La situación demográfica muestra desde el 2018 un crecimiento vegetativo negativo. Algunos analistas lo remarcan como un problema, pero para muchos especialistas no lo es, ya que responde a ciclos en la vida social y proyectar la lógica contraria a la que nos ha llevado, año tras año, a los 8 millones de catalanes, no está claro que tenga demasiado sentido. La demografía es el resultado de decisiones de personas, de estilos de vida, que no permiten decir que más sea siempre mejor que menos. Pero esta es la fecha: en los dos últimos años, la población se ha incrementado en 255.000 personas, más que compensando la pérdida anteriormente mencionada, de manera que la población extranjera ha pasado de representar el 5,4% del total de la población catalana en el 2002, al 17.2% de la misma en el 2023.
Segundo elemento de situación: el modelo productivo está instalado en una tendencia acelerada hacia el sector servicios, asociado mayormente a la llegada de visitantes. Cierto que vale más tener turismo que no tener, pero tener mucho es peligroso; puede acabar erosionando la emprendeduría de muchos otros sectores, con una calidad de servicios cada vez más escasa. La economía de los servicios sufre dos enfermedades: la llamada Baumol (la dificultad de mejorar la productividad en servicios intensivos de mano de obra), y la conocida como “enfermedad holandesa” (un sector económico, aquí el turismo, que lo acaba fagocitando todo). Y, hasta ahora, la inmigración y los salarios cada vez más precarios han sido su tratamiento paliativo; todos los costes van a precios y sin mejoras de productividad, el único antídoto es deprimir los costes laborales unitarios. Pero medicar sin un cambio de modelo, de estilo de vida, no tiene futuro.
Menos por más
Nos interesa como país la evolución relativa de nuestra capacidad de generar riqueza y bienestar, no la total
La inconsciencia colectiva ante lo que le está sucediendo a nuestra economía es muy grande. Los catalanes no tendríamos que querer, a estas alturas, crecer más en cantidades y volúmenes absolutos. Nos interesa la evolución relativa de nuestra capacidad de generar riqueza y bienestar, no la total. Menos cantidad por igual o más valor es hoy el objetivo si aspiramos a mejorar nuestra sociedad. Hay que decir basta, también, al error de valorar la situación económica a través de la tasa de crecimiento del PIB. En todo caso, nos tenemos que referir a la variación del PIB per cápita, no la del PIB global; es decir, habiendo considerado los incrementos de la población, total, activa y ocupada, asociada a aquella renta.

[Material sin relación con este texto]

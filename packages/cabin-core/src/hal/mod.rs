//! The hardware audio-control boundary.
//!
//! This module provides:
//! - [`AudioControlHal`], the outbound trait the core notifies with focus,
//!   duck and mute changes
//! - [`GainChangeReason`] and [`DeviceGainConfig`], the inbound gain-event
//!   vocabulary, with the fixed reason→extra-info mapping
//! - [`DuckingInfo`] / [`MutingInfo`], the per-zone wire structs
//! - [`HalFocusBridge`], which turns HAL-originated focus requests into
//!   real arbiter requests
//!
//! The HAL is an opaque external entity; nothing in this module interprets
//! its behavior beyond the message shapes.

mod focus_bridge;

pub use focus_bridge::HalFocusBridge;

use serde::{Deserialize, Serialize};

use crate::context::AudioUsage;
use crate::error::CallbackResult;
use crate::events::VolumeEventExtra;
use crate::focus::FocusChange;
use crate::zone::ZoneId;

/// Hardware-originated reason for a gain change.
#[derive(Debug, Clone, Copy, PartialEq, Eq, Serialize, Deserialize)]
#[serde(rename_all = "snake_case")]
pub enum GainChangeReason {
    /// Master mute forced by the platform.
    ForcedMasterMute,
    /// Mute demanded by the telematics control unit.
    TcuMute,
    /// Mute demanded by a remote controller.
    RemoteMute,
    /// Gain capped under thermal pressure.
    ThermalLimitation,
    /// Gain capped while leaving suspend.
    SuspendExitVolLimitation,
    /// Ducking demanded by a driver-assistance system.
    AdasDucking,
    /// Ducking for a navigation prompt.
    NavDucking,
    /// Ducking for projected media.
    ProjectionDucking,
    /// The external amplifier reports the gain it actually applied.
    ExtAmpVolFeedback,
    /// Any other reason.
    Other,
}

impl GainChangeReason {
    /// The fixed, wire-stable reason→extra-info mapping.
    #[must_use]
    pub fn extra_info(self) -> VolumeEventExtra {
        match self {
            Self::RemoteMute => VolumeEventExtra::MuteToggledByAudioSystem,
            Self::TcuMute => VolumeEventExtra::MuteToggledByEmergency,
            Self::AdasDucking => VolumeEventExtra::TransientAttenuationExternal,
            Self::NavDucking => VolumeEventExtra::TransientAttenuationNavigation,
            Self::ProjectionDucking => VolumeEventExtra::TransientAttenuationProjection,
            Self::ThermalLimitation => VolumeEventExtra::TransientAttenuationThermal,
            Self::SuspendExitVolLimitation => VolumeEventExtra::AttenuationActivation,
            Self::ExtAmpVolFeedback => VolumeEventExtra::VolumeIndexChangedByAudioSystem,
            Self::ForcedMasterMute | Self::Other => VolumeEventExtra::None,
        }
    }

    /// Whether this reason blocks user volume requests.
    #[must_use]
    pub fn blocks_volume_requests(self) -> bool {
        matches!(self, Self::ForcedMasterMute | Self::TcuMute | Self::RemoteMute)
    }

    /// Whether this reason caps the gain with a limit.
    #[must_use]
    pub fn limits_volume(self) -> bool {
        matches!(self, Self::ThermalLimitation | Self::SuspendExitVolLimitation)
    }

    /// Whether this reason attenuates the gain (ducking).
    #[must_use]
    pub fn attenuates_volume(self) -> bool {
        matches!(
            self,
            Self::AdasDucking | Self::NavDucking | Self::ProjectionDucking
        )
    }

    /// Whether this reason mutes the group.
    #[must_use]
    pub fn mutes_group(self) -> bool {
        matches!(self, Self::TcuMute | Self::RemoteMute)
    }

    /// Whether this reason carries an index already applied by hardware.
    #[must_use]
    pub fn updates_index(self) -> bool {
        matches!(self, Self::ExtAmpVolFeedback)
    }
}

/// One per-device gain entry of a HAL batch.
#[derive(Debug, Clone, Serialize, Deserialize)]
#[serde(rename_all = "camelCase")]
pub struct DeviceGainConfig {
    /// Zone the device belongs to (per the HAL's view).
    pub zone_id: ZoneId,
    /// Device address the gain applies to.
    pub device_address: String,
    /// Gain index the reasons refer to.
    pub volume_index: i32,
}

/// Metadata of one playback holding focus, forwarded with ducking info.
#[derive(Debug, Clone, Serialize, Deserialize)]
#[serde(rename_all = "camelCase")]
pub struct PlaybackTrackMetadata {
    /// Usage of the stream holding focus.
    pub usage: AudioUsage,
}

/// Per-zone duck/unduck delta sent to the HAL.
#[derive(Debug, Clone, Serialize, Deserialize)]
#[serde(rename_all = "camelCase")]
pub struct DuckingInfo {
    /// Zone the delta applies to.
    pub zone_id: ZoneId,
    /// Addresses to start ducking.
    pub device_addresses_to_duck: Vec<String>,
    /// Addresses to stop ducking.
    pub device_addresses_to_unduck: Vec<String>,
    /// Metadata of the playbacks holding focus.
    pub playback_metadata_holding_focus: Vec<PlaybackTrackMetadata>,
    /// Usages holding focus, as wire strings.
    pub usages_holding_focus: Vec<String>,
}

/// Per-zone mute/unmute delta sent to the HAL.
#[derive(Debug, Clone, Serialize, Deserialize)]
#[serde(rename_all = "camelCase")]
pub struct MutingInfo {
    /// Zone the delta applies to.
    pub zone_id: ZoneId,
    /// Addresses to mute.
    pub device_addresses_to_mute: Vec<String>,
    /// Addresses to unmute.
    pub device_addresses_to_unmute: Vec<String>,
}

/// Outbound boundary to the audio-control HAL.
///
/// Implementations cross a process boundary and may block; the core only
/// invokes them from dispatcher jobs with no internal lock held. Failures
/// are logged and never alter focus or volume state.
pub trait AudioControlHal: Send + Sync {
    /// Reports a focus change for a HAL-originated request.
    fn on_audio_focus_change(
        &self,
        usage: AudioUsage,
        zone_id: ZoneId,
        change: FocusChange,
    ) -> CallbackResult;

    /// Delivers duck/unduck deltas, one entry per affected zone.
    fn on_devices_to_duck_change(&self, ducking: &[DuckingInfo]) -> CallbackResult;

    /// Delivers a mute/unmute delta for one zone.
    fn on_devices_to_mute_change(&self, muting: &MutingInfo) -> CallbackResult;
}

#[cfg(test)]
mod tests {
    use super::*;

    #[test]
    fn reason_extra_mapping_is_bit_exact() {
        use GainChangeReason as Reason;
        use VolumeEventExtra as Extra;

        let expectations = [
            (Reason::RemoteMute, Extra::MuteToggledByAudioSystem),
            (Reason::TcuMute, Extra::MuteToggledByEmergency),
            (Reason::AdasDucking, Extra::TransientAttenuationExternal),
            (Reason::NavDucking, Extra::TransientAttenuationNavigation),
            (Reason::ProjectionDucking, Extra::TransientAttenuationProjection),
            (Reason::ThermalLimitation, Extra::TransientAttenuationThermal),
            (Reason::SuspendExitVolLimitation, Extra::AttenuationActivation),
            (
                Reason::ExtAmpVolFeedback,
                Extra::VolumeIndexChangedByAudioSystem,
            ),
            (Reason::ForcedMasterMute, Extra::None),
            (Reason::Other, Extra::None),
        ];
        for (reason, extra) in expectations {
            assert_eq!(reason.extra_info(), extra, "{reason:?}");
        }
    }

    #[test]
    fn reason_action_sets_cover_each_family() {
        use GainChangeReason as Reason;

        assert!(Reason::ForcedMasterMute.blocks_volume_requests());
        assert!(Reason::TcuMute.blocks_volume_requests());
        assert!(Reason::RemoteMute.blocks_volume_requests());
        assert!(!Reason::ThermalLimitation.blocks_volume_requests());

        assert!(Reason::ThermalLimitation.limits_volume());
        assert!(Reason::SuspendExitVolLimitation.limits_volume());

        assert!(Reason::AdasDucking.attenuates_volume());
        assert!(Reason::NavDucking.attenuates_volume());
        assert!(Reason::ProjectionDucking.attenuates_volume());

        assert!(Reason::TcuMute.mutes_group());
        assert!(Reason::RemoteMute.mutes_group());
        assert!(!Reason::ForcedMasterMute.mutes_group());

        assert!(Reason::ExtAmpVolFeedback.updates_index());
    }
}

Además, conviene ser conscientes del hecho de que el PIB, para una economía, no lo es todo. La cuantificación del PIB deja demasiadas cosas fuera para poder ser considerada un indicador de bienestar; lo será, en todo caso, la capacidad adquisitiva real que esta renta proporcione a las familias, una vez cubiertas las necesidades básicas para mantener una vida mínimamente digna. Y, en todo caso, importa la productividad con que esta renta se consigue: el valor añadido que alcanzamos por cada hora de trabajo ocupado.